**Saved entries:**
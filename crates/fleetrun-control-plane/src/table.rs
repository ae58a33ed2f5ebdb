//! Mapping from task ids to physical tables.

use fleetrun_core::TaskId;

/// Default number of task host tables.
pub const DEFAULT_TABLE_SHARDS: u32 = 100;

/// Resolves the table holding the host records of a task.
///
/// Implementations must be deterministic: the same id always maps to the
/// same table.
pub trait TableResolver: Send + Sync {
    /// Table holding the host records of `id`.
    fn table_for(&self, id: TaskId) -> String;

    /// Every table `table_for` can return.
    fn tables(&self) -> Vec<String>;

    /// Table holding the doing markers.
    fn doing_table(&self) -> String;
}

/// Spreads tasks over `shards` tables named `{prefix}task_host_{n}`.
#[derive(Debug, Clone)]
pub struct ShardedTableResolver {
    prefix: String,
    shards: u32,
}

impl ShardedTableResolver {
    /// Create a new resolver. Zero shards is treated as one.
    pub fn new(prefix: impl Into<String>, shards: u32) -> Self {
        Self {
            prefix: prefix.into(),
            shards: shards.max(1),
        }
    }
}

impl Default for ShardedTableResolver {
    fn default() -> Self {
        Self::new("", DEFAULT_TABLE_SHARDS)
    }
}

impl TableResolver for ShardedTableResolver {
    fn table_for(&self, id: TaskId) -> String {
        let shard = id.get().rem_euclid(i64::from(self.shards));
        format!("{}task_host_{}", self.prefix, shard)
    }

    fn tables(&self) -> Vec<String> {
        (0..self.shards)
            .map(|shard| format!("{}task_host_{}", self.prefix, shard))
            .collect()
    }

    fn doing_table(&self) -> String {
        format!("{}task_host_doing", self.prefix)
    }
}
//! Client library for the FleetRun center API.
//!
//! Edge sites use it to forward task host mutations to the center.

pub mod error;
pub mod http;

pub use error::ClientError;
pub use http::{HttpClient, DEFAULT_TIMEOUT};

==

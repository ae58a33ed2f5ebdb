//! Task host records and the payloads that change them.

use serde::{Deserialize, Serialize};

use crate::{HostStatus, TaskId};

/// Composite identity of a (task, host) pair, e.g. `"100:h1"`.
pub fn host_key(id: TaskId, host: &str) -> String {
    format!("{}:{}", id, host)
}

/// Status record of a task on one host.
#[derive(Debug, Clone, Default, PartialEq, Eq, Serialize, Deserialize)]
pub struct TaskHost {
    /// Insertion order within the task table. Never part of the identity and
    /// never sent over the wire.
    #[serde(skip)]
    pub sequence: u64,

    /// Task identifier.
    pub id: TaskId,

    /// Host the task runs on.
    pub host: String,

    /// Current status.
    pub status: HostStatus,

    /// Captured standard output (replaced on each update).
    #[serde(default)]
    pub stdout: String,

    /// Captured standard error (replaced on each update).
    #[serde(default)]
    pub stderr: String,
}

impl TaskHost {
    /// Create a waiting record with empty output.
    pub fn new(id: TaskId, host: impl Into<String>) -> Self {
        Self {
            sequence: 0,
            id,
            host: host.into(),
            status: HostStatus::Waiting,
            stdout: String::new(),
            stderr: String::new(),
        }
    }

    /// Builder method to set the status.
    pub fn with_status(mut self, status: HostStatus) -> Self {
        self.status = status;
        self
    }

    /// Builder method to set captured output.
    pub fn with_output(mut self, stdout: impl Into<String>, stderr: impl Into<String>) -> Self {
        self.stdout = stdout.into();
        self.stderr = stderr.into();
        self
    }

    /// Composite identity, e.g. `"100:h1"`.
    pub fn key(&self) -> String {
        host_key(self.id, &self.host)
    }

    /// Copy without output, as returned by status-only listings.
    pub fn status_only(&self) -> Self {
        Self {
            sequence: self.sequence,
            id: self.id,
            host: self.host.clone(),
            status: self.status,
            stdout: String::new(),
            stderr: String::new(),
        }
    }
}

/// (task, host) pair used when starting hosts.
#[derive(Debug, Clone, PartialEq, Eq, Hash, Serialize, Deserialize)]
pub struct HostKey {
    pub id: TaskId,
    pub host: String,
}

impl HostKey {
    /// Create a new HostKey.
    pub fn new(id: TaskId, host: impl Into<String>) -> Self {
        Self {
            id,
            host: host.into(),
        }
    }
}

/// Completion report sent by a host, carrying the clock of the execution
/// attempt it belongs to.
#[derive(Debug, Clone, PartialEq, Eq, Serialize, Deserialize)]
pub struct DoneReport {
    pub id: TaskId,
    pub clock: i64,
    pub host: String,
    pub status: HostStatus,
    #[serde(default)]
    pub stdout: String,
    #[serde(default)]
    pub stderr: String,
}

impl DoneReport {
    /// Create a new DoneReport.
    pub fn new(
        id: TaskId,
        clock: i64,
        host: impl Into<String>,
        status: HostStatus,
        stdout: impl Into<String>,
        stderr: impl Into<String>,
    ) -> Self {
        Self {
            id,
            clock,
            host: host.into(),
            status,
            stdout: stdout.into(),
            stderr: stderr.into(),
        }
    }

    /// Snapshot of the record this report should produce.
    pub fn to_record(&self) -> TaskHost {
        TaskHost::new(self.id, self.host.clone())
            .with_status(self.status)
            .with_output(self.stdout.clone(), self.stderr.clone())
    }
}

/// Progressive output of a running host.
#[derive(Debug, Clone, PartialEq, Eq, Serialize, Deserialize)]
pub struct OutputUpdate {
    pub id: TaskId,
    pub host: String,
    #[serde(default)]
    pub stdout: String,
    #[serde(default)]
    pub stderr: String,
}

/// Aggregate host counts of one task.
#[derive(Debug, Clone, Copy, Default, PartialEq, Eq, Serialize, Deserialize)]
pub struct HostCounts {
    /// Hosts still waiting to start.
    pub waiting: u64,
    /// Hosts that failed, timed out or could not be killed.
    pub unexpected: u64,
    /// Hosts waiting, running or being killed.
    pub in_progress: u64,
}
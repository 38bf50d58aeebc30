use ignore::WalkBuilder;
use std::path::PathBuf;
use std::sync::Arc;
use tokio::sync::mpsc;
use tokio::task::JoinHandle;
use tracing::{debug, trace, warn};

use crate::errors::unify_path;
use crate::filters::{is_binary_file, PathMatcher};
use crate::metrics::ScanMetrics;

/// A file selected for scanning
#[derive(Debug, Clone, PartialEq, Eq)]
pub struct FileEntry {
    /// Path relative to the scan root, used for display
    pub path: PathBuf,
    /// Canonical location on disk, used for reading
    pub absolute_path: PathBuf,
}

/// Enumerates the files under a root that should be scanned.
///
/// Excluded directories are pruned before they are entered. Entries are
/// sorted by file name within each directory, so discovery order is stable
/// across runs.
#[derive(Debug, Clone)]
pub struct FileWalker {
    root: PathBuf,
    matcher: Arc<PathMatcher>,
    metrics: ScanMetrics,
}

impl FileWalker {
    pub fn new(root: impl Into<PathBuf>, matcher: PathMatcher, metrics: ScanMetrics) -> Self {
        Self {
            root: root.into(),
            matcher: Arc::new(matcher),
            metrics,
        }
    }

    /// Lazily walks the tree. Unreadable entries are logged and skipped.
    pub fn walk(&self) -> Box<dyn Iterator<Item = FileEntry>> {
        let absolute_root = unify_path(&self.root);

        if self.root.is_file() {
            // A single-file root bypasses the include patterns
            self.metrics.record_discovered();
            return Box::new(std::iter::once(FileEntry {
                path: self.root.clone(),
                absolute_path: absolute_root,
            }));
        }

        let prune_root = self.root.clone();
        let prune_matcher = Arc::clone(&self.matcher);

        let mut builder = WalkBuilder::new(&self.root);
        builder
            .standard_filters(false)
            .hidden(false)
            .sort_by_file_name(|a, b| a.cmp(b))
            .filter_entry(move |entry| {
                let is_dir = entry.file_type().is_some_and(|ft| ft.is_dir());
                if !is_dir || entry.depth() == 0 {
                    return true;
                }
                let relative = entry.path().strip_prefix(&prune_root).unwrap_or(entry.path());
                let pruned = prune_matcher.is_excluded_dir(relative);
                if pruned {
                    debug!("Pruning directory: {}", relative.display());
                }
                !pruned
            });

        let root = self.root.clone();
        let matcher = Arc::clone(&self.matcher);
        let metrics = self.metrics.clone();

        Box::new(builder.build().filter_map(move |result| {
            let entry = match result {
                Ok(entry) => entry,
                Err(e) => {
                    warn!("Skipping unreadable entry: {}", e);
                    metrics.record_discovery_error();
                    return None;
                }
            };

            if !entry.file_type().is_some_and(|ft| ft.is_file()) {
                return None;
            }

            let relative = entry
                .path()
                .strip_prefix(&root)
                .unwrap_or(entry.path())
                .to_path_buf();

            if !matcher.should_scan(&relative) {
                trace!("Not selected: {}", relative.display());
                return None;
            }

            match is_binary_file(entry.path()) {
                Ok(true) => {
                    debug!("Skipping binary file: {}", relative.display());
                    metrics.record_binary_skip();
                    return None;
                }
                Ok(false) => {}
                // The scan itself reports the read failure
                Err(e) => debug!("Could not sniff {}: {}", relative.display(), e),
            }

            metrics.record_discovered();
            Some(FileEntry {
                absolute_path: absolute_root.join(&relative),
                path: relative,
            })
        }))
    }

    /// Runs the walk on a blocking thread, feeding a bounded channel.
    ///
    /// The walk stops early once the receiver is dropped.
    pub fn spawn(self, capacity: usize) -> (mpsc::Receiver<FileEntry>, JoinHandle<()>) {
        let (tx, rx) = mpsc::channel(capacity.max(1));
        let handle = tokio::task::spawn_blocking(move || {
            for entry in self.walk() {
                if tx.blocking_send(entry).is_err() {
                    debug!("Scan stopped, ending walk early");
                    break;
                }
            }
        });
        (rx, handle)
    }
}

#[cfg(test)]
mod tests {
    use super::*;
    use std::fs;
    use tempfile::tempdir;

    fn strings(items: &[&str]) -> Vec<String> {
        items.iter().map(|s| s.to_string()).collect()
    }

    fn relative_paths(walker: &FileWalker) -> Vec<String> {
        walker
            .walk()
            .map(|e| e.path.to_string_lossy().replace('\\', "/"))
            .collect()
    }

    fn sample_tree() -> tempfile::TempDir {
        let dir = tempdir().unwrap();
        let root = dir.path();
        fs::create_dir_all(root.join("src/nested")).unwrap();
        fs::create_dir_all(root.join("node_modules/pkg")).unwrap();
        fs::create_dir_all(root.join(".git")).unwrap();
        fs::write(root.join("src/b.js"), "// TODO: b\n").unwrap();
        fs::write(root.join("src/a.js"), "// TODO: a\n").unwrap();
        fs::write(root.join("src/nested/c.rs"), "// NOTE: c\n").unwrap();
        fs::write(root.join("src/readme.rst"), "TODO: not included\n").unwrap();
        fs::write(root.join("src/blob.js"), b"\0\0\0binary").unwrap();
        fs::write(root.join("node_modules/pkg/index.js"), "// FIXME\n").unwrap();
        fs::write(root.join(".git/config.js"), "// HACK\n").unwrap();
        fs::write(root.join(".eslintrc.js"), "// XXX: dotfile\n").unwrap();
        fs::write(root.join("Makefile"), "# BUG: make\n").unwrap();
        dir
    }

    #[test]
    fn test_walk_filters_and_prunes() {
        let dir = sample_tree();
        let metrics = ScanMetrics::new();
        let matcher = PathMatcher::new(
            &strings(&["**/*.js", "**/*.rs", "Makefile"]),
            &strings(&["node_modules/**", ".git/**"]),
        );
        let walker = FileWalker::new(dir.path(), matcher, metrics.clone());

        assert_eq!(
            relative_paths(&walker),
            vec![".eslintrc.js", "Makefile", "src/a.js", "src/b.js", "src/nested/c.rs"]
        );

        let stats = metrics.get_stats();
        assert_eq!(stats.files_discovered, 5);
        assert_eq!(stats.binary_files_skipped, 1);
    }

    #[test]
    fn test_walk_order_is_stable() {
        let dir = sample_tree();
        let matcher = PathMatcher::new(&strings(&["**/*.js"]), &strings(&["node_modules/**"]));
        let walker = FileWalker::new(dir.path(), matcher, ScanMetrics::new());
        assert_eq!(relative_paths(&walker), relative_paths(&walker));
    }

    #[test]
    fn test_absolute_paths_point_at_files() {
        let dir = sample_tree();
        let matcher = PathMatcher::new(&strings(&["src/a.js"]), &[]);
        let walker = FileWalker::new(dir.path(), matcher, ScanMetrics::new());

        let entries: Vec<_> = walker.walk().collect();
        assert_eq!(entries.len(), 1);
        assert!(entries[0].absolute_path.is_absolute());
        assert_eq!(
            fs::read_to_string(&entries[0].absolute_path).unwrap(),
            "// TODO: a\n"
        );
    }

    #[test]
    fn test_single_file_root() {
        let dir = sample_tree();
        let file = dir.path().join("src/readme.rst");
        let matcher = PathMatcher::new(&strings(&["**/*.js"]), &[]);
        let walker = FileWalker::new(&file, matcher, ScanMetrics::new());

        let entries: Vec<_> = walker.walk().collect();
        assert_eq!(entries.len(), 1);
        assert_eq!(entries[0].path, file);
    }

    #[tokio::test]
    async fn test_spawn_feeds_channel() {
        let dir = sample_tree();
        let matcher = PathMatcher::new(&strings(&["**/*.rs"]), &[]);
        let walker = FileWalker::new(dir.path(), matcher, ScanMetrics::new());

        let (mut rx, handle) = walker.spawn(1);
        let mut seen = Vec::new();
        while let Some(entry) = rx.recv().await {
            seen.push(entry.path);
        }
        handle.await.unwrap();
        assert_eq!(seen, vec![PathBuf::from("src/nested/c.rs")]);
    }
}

* * *

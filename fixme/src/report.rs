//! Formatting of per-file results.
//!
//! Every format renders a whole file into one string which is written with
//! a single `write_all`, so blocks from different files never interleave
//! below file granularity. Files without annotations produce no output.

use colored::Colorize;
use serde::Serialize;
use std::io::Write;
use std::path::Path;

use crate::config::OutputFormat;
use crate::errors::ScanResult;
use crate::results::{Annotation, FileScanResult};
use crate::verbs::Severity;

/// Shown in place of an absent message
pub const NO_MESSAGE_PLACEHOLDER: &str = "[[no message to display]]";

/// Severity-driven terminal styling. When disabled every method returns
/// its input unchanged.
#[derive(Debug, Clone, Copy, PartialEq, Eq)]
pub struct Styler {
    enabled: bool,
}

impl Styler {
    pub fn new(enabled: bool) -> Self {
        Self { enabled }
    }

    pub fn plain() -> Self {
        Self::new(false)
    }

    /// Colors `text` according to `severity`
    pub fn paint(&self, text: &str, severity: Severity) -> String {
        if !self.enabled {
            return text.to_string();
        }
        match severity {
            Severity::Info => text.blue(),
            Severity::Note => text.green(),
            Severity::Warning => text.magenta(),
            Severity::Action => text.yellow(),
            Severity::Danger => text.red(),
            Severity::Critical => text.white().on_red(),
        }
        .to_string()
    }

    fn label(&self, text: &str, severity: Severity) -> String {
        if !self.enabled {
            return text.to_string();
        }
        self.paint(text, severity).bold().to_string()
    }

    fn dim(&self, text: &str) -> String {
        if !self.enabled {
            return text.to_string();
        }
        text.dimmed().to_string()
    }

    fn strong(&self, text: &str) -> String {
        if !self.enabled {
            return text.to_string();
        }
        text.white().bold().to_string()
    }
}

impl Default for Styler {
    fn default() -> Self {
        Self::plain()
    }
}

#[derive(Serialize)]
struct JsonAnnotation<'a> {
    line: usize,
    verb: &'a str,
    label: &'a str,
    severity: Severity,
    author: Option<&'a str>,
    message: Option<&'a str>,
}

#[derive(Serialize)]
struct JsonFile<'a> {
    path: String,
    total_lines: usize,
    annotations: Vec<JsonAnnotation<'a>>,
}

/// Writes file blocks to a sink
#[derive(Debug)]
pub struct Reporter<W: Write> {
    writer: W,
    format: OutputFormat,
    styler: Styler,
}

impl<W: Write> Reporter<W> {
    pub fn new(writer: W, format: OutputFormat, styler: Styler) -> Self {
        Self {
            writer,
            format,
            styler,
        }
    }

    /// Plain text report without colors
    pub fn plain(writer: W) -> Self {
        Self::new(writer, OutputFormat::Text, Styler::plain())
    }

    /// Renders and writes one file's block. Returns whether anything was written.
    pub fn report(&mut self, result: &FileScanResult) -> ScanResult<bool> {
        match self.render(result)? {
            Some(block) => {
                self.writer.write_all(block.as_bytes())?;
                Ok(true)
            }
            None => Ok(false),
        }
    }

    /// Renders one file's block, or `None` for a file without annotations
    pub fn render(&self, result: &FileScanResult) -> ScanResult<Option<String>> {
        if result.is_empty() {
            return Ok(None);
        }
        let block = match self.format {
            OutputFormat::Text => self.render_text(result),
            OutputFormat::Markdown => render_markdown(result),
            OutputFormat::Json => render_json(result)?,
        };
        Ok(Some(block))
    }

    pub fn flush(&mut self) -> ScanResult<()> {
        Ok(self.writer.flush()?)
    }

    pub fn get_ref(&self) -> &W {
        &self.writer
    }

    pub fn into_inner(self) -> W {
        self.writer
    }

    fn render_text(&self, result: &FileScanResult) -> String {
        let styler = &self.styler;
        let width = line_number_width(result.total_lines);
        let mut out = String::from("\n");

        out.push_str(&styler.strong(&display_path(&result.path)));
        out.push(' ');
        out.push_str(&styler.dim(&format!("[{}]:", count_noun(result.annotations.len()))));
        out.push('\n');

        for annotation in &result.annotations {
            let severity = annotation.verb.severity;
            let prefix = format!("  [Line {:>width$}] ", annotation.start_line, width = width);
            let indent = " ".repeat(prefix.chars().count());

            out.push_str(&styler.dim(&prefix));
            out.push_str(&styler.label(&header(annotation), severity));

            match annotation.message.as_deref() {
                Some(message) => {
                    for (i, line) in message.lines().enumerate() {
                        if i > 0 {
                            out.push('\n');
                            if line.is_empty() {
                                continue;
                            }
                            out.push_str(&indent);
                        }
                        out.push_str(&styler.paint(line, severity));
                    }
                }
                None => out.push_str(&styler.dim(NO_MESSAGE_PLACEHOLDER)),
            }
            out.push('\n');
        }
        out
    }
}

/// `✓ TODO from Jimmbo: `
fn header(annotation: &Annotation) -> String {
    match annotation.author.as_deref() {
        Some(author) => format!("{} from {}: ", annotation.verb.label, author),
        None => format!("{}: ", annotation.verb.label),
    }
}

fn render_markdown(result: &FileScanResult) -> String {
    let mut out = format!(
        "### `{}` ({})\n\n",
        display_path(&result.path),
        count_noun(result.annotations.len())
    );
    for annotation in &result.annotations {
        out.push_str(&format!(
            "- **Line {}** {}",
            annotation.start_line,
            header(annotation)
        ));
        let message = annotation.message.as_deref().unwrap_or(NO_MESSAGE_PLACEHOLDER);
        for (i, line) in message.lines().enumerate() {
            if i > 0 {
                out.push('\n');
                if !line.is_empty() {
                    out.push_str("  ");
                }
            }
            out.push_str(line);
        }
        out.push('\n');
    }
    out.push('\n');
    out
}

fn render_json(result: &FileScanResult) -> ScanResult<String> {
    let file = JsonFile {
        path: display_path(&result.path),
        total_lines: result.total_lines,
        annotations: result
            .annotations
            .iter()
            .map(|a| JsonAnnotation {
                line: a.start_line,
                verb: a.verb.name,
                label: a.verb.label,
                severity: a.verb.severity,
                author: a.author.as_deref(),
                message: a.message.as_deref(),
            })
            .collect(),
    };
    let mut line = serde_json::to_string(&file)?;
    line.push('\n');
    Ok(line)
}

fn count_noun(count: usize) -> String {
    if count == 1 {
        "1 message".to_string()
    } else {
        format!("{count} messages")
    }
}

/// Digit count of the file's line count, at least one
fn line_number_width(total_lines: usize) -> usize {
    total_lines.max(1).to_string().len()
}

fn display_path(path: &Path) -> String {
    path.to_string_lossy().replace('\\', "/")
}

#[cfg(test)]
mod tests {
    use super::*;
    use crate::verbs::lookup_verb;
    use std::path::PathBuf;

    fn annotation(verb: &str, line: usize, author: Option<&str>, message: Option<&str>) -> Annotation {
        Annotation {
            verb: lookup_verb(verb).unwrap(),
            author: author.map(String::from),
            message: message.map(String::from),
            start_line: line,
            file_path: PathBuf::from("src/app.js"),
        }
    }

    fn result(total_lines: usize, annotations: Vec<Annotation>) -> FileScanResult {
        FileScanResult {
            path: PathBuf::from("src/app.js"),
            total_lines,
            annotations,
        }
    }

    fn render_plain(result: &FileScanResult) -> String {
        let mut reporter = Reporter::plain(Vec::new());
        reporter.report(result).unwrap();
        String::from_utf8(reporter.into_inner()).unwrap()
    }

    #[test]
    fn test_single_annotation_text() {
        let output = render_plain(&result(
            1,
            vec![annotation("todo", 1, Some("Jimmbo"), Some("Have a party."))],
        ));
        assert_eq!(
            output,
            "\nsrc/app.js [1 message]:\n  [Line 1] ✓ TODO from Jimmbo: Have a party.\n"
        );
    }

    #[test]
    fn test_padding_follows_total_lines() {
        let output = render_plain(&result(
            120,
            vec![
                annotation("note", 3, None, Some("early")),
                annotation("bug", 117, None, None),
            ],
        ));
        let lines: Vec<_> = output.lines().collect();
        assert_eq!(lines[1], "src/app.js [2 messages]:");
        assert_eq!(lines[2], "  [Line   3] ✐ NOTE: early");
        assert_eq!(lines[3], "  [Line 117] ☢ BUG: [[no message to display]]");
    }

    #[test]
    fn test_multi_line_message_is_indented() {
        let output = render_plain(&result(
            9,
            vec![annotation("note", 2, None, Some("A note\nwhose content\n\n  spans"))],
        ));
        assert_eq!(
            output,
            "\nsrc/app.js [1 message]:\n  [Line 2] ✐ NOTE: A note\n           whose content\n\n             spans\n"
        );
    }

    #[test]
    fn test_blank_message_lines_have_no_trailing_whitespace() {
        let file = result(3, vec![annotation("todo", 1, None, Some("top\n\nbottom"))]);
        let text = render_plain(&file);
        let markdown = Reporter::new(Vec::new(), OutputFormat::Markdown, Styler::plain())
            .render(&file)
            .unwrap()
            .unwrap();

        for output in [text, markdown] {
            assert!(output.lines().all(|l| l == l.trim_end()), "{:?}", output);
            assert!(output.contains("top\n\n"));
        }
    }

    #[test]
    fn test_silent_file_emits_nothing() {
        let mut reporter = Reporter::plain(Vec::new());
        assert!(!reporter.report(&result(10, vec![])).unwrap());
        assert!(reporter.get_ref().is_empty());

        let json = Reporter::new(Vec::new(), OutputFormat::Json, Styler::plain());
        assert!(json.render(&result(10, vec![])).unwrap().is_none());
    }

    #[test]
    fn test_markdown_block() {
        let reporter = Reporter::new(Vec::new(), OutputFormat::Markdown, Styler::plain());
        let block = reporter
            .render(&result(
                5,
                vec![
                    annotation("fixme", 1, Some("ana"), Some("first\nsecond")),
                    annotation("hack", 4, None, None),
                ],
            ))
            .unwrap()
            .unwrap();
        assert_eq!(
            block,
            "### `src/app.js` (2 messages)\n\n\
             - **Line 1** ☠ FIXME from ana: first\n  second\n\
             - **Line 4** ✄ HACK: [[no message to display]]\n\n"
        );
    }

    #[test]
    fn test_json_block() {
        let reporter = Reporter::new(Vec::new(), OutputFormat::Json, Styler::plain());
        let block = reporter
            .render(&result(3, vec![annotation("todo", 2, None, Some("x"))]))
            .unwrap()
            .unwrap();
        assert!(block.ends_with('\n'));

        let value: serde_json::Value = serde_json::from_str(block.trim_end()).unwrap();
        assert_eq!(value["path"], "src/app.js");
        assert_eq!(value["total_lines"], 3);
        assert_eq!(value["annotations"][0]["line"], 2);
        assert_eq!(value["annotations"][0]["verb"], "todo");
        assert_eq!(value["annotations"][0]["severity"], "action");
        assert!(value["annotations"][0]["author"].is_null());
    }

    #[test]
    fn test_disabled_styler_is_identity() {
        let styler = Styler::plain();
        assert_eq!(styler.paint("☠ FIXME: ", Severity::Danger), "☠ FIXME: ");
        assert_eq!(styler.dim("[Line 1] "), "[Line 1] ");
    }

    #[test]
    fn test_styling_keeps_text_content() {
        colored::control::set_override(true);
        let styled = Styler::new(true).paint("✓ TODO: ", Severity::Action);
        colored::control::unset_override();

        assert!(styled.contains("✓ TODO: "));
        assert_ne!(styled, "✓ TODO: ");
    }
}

**What the task requires:** Return each line in the records that holds the string "Copy".

**Problem solution:**
    /// Copy without output, as returned by status-only listings.
#[derive(Debug, Clone, Copy, Default, PartialEq, Eq, Serialize, Deserialize)]
#[derive(Debug, Clone, Copy, PartialEq, Eq)]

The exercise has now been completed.